Exercise data:

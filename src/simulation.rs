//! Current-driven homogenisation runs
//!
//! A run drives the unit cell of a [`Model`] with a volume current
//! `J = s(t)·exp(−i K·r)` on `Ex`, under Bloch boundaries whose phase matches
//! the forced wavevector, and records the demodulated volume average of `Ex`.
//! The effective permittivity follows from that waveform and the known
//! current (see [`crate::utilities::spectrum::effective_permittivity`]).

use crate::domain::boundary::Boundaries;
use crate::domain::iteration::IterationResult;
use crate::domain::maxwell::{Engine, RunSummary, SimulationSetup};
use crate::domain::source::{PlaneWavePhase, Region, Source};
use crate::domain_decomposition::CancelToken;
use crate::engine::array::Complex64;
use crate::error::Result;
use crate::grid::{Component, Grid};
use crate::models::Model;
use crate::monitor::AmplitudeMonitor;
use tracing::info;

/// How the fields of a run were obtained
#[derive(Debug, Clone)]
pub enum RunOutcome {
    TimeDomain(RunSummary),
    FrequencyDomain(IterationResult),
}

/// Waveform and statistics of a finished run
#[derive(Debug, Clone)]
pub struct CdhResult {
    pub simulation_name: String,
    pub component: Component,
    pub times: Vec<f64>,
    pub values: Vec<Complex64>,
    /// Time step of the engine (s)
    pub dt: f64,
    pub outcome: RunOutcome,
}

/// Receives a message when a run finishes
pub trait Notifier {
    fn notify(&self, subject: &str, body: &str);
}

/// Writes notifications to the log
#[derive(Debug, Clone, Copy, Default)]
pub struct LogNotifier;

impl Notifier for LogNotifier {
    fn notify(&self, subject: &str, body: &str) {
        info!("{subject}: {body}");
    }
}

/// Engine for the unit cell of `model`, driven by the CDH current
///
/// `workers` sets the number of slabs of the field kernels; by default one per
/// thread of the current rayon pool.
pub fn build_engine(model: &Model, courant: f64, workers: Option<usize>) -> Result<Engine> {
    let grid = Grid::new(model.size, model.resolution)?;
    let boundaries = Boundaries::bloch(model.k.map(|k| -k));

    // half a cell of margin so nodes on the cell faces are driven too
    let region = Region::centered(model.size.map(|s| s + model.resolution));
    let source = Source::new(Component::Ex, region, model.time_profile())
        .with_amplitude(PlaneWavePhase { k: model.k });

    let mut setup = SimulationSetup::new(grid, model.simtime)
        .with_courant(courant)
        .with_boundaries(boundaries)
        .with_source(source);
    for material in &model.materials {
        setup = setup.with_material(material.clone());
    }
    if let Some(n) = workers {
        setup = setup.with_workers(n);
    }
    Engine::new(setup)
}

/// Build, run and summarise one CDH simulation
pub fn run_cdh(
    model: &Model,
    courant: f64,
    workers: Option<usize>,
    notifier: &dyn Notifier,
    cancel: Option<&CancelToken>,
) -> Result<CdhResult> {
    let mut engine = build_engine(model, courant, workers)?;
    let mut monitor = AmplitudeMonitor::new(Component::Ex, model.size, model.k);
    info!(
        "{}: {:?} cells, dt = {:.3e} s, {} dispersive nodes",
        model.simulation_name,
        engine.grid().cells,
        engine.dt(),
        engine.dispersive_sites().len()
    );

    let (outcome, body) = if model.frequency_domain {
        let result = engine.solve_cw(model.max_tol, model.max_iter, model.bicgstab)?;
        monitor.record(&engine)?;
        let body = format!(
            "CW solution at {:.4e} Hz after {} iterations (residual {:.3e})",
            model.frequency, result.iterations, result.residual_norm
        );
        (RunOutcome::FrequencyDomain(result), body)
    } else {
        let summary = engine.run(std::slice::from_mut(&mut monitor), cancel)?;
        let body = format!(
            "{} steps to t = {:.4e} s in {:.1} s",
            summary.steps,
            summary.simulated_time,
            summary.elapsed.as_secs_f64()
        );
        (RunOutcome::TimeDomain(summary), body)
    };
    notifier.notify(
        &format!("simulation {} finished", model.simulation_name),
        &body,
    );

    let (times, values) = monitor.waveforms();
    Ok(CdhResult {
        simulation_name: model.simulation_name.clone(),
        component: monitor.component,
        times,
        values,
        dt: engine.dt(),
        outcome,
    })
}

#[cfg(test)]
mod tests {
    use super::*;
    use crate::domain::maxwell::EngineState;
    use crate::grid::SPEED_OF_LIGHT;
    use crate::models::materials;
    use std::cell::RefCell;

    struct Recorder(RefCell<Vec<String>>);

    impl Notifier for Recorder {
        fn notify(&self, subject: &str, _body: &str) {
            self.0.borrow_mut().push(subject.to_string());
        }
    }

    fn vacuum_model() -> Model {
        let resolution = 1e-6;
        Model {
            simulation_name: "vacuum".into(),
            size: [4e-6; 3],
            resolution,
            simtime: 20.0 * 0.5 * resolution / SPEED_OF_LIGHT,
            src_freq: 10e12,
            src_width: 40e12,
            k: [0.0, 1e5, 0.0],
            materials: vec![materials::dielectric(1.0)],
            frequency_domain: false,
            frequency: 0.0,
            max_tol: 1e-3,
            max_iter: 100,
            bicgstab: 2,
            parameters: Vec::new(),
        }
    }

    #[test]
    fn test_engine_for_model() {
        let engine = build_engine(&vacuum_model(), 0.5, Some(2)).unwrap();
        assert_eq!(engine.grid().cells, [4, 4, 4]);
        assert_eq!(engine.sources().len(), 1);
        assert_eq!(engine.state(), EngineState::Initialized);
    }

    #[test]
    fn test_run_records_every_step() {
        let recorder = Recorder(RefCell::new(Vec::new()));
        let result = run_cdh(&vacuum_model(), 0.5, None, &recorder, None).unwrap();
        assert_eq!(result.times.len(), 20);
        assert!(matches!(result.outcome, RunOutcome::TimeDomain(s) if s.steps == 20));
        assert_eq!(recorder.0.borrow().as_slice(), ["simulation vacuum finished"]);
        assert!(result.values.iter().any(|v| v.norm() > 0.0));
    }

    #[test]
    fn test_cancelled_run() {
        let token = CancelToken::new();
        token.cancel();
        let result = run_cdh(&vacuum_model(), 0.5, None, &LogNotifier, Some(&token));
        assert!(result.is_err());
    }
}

What is being asked:
Look through the entries above. Extract each line with the word "RunOutcome".

Solution to the problem:
pub enum RunOutcome {
    pub outcome: RunOutcome,
        (RunOutcome::FrequencyDomain(result), body)
        (RunOutcome::TimeDomain(summary), body)
        assert!(matches!(result.outcome, RunOutcome::TimeDomain(s) if s.steps == 20));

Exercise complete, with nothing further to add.